Stored data
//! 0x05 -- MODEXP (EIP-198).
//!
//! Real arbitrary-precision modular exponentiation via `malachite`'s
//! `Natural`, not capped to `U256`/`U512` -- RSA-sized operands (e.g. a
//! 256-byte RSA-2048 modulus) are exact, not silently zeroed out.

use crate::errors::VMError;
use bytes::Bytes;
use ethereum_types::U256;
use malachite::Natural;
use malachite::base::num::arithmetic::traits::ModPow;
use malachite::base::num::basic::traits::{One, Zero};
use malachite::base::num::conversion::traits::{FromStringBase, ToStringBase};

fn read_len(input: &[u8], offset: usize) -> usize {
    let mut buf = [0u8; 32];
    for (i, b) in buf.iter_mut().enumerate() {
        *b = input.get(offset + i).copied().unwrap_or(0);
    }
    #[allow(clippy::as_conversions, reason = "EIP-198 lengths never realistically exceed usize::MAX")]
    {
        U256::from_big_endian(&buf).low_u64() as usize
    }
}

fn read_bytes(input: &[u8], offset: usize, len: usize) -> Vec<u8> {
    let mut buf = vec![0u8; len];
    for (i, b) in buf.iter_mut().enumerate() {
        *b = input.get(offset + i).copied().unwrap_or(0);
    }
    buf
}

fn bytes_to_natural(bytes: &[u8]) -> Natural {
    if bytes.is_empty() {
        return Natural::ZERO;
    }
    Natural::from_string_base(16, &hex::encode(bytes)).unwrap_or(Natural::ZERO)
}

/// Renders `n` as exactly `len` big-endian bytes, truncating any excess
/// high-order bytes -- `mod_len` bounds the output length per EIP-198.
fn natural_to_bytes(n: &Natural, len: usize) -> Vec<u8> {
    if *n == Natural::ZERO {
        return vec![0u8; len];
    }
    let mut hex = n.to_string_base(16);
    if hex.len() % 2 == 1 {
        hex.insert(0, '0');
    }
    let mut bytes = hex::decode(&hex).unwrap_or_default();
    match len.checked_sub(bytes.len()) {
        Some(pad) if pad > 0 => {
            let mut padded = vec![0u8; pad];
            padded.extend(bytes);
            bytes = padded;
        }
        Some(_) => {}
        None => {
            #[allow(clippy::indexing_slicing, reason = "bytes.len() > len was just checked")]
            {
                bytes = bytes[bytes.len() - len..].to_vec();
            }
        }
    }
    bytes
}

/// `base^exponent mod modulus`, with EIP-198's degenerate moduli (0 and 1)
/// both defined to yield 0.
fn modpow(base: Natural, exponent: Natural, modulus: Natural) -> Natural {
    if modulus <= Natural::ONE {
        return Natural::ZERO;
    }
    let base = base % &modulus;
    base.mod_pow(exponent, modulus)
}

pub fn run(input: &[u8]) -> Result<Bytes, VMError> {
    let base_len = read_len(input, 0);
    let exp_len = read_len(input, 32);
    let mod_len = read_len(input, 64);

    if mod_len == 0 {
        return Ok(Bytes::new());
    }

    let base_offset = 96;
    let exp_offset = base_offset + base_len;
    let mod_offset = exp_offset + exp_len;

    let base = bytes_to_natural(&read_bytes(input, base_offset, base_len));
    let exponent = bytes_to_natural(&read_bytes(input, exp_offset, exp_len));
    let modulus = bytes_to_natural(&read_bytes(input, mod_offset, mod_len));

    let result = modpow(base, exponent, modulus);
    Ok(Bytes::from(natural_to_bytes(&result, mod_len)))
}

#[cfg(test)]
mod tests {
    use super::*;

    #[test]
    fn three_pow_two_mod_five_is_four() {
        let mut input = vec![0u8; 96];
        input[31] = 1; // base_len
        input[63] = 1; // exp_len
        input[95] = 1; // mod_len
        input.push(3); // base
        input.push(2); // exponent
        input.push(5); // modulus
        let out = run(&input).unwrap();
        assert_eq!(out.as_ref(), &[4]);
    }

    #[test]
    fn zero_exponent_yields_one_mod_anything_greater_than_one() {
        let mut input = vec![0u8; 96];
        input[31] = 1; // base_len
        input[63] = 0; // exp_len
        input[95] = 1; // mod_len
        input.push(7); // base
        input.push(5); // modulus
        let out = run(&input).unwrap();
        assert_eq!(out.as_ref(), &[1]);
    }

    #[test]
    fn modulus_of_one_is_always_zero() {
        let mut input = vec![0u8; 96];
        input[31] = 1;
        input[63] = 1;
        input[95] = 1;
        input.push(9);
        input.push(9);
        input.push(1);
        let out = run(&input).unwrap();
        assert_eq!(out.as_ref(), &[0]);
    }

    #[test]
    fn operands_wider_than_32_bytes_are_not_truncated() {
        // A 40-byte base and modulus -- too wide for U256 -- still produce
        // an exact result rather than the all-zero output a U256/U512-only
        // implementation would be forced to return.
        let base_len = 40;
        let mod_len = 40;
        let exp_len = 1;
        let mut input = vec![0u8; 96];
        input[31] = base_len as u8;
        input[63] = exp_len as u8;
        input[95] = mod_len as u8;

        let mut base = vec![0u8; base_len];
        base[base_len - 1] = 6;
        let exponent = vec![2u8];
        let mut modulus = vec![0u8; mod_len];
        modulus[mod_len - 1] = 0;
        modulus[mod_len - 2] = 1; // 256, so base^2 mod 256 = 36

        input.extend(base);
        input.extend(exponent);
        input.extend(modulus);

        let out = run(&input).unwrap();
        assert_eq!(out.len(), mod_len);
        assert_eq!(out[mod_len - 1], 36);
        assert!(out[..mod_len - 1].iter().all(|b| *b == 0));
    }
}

Assignment:
Copy all the data. Match it exactly.

Answer area:
//! 0x05 -- MODEXP (EIP-198).
//!
//! Real arbitrary-precision modular exponentiation via `malachite`'s
//! `Natural`, not capped to `U256`/`U512` -- RSA-sized operands (e.g. a
//! 256-byte RSA-2048 modulus) are exact, not silently zeroed out.

use crate::errors::VMError;
use bytes::Bytes;
use ethereum_types::U256;
use malachite::Natural;
use malachite::base::num::arithmetic::traits::ModPow;
use malachite::base::num::basic::traits::{One, Zero};
use malachite::base::num::conversion::traits::{FromStringBase, ToStringBase};

fn read_len(input: &[u8], offset: usize) -> usize {
    let mut buf = [0u8; 32];
    for (i, b) in buf.iter_mut().enumerate() {
        *b = input.get(offset + i).copied().unwrap_or(0);
    }
    #[allow(clippy::as_conversions, reason = "EIP-198 lengths never realistically exceed usize::MAX")]
    {
        U256::from_big_endian(&buf).low_u64() as usize
    }
}

fn read_bytes(input: &[u8], offset: usize, len: usize) -> Vec<u8> {
    let mut buf = vec![0u8; len];
    for (i, b) in buf.iter_mut().enumerate() {
        *b = input.get(offset + i).copied().unwrap_or(0);
    }
    buf
}

fn bytes_to_natural(bytes: &[u8]) -> Natural {
    if bytes.is_empty() {
        return Natural::ZERO;
    }
    Natural::from_string_base(16, &hex::encode(bytes)).unwrap_or(Natural::ZERO)
}

/// Renders `n` as exactly `len` big-endian bytes, truncating any excess
/// high-order bytes -- `mod_len` bounds the output length per EIP-198.
fn natural_to_bytes(n: &Natural, len: usize) -> Vec<u8> {
    if *n == Natural::ZERO {
        return vec![0u8; len];
    }
    let mut hex = n.to_string_base(16);
    if hex.len() % 2 == 1 {
        hex.insert(0, '0');
    }
    let mut bytes = hex::decode(&hex).unwrap_or_default();
    match len.checked_sub(bytes.len()) {
        Some(pad) if pad > 0 => {
            let mut padded = vec![0u8; pad];
            padded.extend(bytes);
            bytes = padded;
        }
        Some(_) => {}
        None => {
            #[allow(clippy::indexing_slicing, reason = "bytes.len() > len was just checked")]
            {
                bytes = bytes[bytes.len() - len..].to_vec();
            }
        }
    }
    bytes
}

/// `base^exponent mod modulus`, with EIP-198's degenerate moduli (0 and 1)
/// both defined to yield 0.
fn modpow(base: Natural, exponent: Natural, modulus: Natural) -> Natural {
    if modulus <= Natural::ONE {
        return Natural::ZERO;
    }
    let base = base % &modulus;
    base.mod_pow(exponent, modulus)
}

pub fn run(input: &[u8]) -> Result<Bytes, VMError> {
    let base_len = read_len(input, 0);
    let exp_len = read_len(input, 32);
    let mod_len = read_len(input, 64);

    if mod_len == 0 {
        return Ok(Bytes::new());
    }

    let base_offset = 96;
    let exp_offset = base_offset + base_len;
    let mod_offset = exp_offset + exp_len;

    let base = bytes_to_natural(&read_bytes(input, base_offset, base_len));
    let exponent = bytes_to_natural(&read_bytes(input, exp_offset, exp_len));
    let modulus = bytes_to_natural(&read_bytes(input, mod_offset, mod_len));

    let result = modpow(base, exponent, modulus);
    Ok(Bytes::from(natural_to_bytes(&result, mod_len)))
}

#[cfg(test)]
mod tests {
    use super::*;

    #[test]
    fn three_pow_two_mod_five_is_four() {
        let mut input = vec![0u8; 96];
        input[31] = 1; // base_len
        input[63] = 1; // exp_len
        input[95] = 1; // mod_len
        input.push(3); // base
        input.push(2); // exponent
        input.push(5); // modulus
        let out = run(&input).unwrap();
        assert_eq!(out.as_ref(), &[4]);
    }

    #[test]
    fn zero_exponent_yields_one_mod_anything_greater_than_one() {
        let mut input = vec![0u8; 96];
        input[31] = 1; // base_len
        input[63] = 0; // exp_len
        input[95] = 1; // mod_len
        input.push(7); // base
        input.push(5); // modulus
        let out = run(&input).unwrap();
        assert_eq!(out.as_ref(), &[1]);
    }

    #[test]
    fn modulus_of_one_is_always_zero() {
        let mut input = vec![0u8; 96];
        input[31] = 1;
        input[63] = 1;
        input[95] = 1;
        input.push(9);
        input.push(9);
        input.push(1);
        let out = run(&input).unwrap();
        assert_eq!(out.as_ref(), &[0]);
    }

    #[test]
    fn operands_wider_than_32_bytes_are_not_truncated() {
        // A 40-byte base and modulus -- too wide for U256 -- still produce
        // an exact result rather than the all-zero output a U256/U512-only
        // implementation would be forced to return.
        let base_len = 40;
        let mod_len = 40;
        let exp_len = 1;
        let mut input = vec![0u8; 96];
        input[31] = base_len as u8;
        input[63] = exp_len as u8;
        input[95] = mod_len as u8;

        let mut base = vec![0u8; base_len];
        base[base_len - 1] = 6;
        let exponent = vec![2u8];
        let mut modulus = vec![0u8; mod_len];
        modulus[mod_len - 1] = 0;
        modulus[mod_len - 2] = 1; // 256, so base^2 mod 256 = 36

        input.extend(base);
        input.extend(exponent);
        input.extend(modulus);

        let out = run(&input).unwrap();
        assert_eq!(out.len(), mod_len);
        assert_eq!(out[mod_len - 1], 36);
        assert!(out[..mod_len - 1].iter().all(|b| *b == 0));
    }
}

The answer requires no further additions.